St. Clair Hospital’s recent history has been characterized by tremendous growth, in the form of new services, technologies and facilities. This summer and fall, there’s a different kind of growth taking place at the hospital, in the form of a bountiful rooftop garden. G. Alan Yeasted, M.D., FACP, Chief Medical Officer Emeritus for St. Clair, has implemented the garden as a community benefit program. The harvested vegetables are being distributed to the community through South Hills Interfaith Movement (SHIM).

“We’re aware that many residents of the community have nutritional deficiencies and economic challenges,” Dr. Yeasted says. “Fresh produce is not easily obtainable for many, but it plays an essential role in health. All of the chronic illnesses—obesity, heart disease, diabetes and others—can be helped, and even prevented, with good nutrition.”
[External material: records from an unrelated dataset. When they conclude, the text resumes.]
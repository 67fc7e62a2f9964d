//! Application configuration module
//!
//! This module provides type-safe configuration loading from environment variables
//! using the `config` and `dotenvy` crates. Configuration is loaded with the
//! `PROMPT_LOOM_` prefix and nested values use double underscores as separators.
//!
//! # Example
//!
//! ```no_run
//! use prompt_loom::config::AppConfig;
//!
//! let config = AppConfig::load().expect("Failed to load configuration");
//! config.validate().expect("Invalid configuration");
//! ```

mod completion;
mod error;
mod image;

pub use completion::CompletionConfig;
pub use error::{ConfigError, ValidationError};
pub use image::ImageConfig;

use serde::Deserialize;

/// Root application configuration
///
/// Contains all configuration sections for the prompt refinement service.
/// Load using [`AppConfig::load()`] which reads from environment variables.
#[derive(Debug, Clone, Deserialize)]
pub struct AppConfig {
    /// Completion service configuration (Azure OpenAI)
    #[serde(default)]
    pub completion: CompletionConfig,

    /// Image generation service configuration
    #[serde(default)]
    pub image: ImageConfig,
}

impl AppConfig {
    /// Load configuration from environment variables
    ///
    /// This function:
    /// 1. Loads `.env` file if present (for development)
    /// 2. Reads environment variables with `PROMPT_LOOM` prefix
    /// 3. Uses `__` (double underscore) to separate nested values
    /// 4. Deserializes into typed configuration structs
    ///
    /// # Environment Variable Format
    ///
    /// - `PROMPT_LOOM__COMPLETION__ENDPOINT=...` -> `completion.endpoint = ...`
    /// - `PROMPT_LOOM__IMAGE__GENERATION_URL=...` -> `image.generation_url = ...`
    ///
    /// # Errors
    ///
    /// Returns `ConfigError` if values cannot be parsed into expected types.
    pub fn load() -> Result<Self, ConfigError> {
        // Load .env file if present (development)
        dotenvy::dotenv().ok();

        let config = config::Config::builder()
            .add_source(
                config::Environment::default()
                    .prefix("PROMPT_LOOM")
                    .separator("__"),
            )
            .build()?
            .try_deserialize()?;

        Ok(config)
    }

    /// Validate all configuration values
    ///
    /// # Errors
    ///
    /// Returns `ValidationError` if any configuration value is invalid.
    pub fn validate(&self) -> Result<(), ValidationError> {
        self.completion.validate()?;
        self.image.validate()?;
        Ok(())
    }
}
Located in a sunny spot high above the hospital campus, the new garden features a variety of plants. “We chose organic vegetables that we could grow in containers,” Dr. Yeasted says. “The garden includes greens, beans, cucumbers, eggplants, peppers and tomatoes. We planted marigolds, dill, and nasturtiums to attract pollinators.”
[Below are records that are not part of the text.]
//! Configuration error types

use thiserror::Error;

/// Errors that can occur during configuration loading
#[derive(Debug, Error)]
pub enum ConfigError {
    #[error("Configuration loading failed: {0}")]
    LoadError(#[from] config::ConfigError),

    #[error("Validation failed: {0}")]
    ValidationFailed(#[from] ValidationError),
}

/// Errors that can occur during configuration validation
#[derive(Debug, Error)]
pub enum ValidationError {
    #[error("Required configuration missing: {0}")]
    MissingRequired(&'static str),

    #[error("Invalid request timeout")]
    InvalidTimeout,

    #[error("Completion endpoint must be an http(s) URL")]
    InvalidEndpoint,

    #[error("Image generation URL must be an http(s) URL")]
    InvalidImageUrl,
}
//! Image-generation adapters.

mod http_generator;
mod mock_generator;

pub use http_generator::{HttpImageGenerator, ImageGeneratorConfig};
pub use mock_generator::MockImageGenerator;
Funding, including an automatic watering system, was provided by Dan Long, of the St. Clair Hospital Foundation Board. Jeff Donati, of Pete Donati & Sons, a South Hills florist and nursery, planted the seedlings.

Jim Guffey, executive director of SHIM, is distributing the garden’s bounty through SHIM’s three food pantries: “SHIM has strong ties with St. Clair. This partnership is a natural progression of that relationship. The pandemic is making it harder for people to obtain fresh vegetables.”

Dr. Yeasted, who helps maintain the garden, has a vision for it beyond cultivating vegetables. “Nutrition is a major social determinant of health. This project is about feeding people, but also about healthful eating. St. Clair’s garden is the beginning of a large community program; it will eventually become a therapeutic garden and a teaching tool for health education.”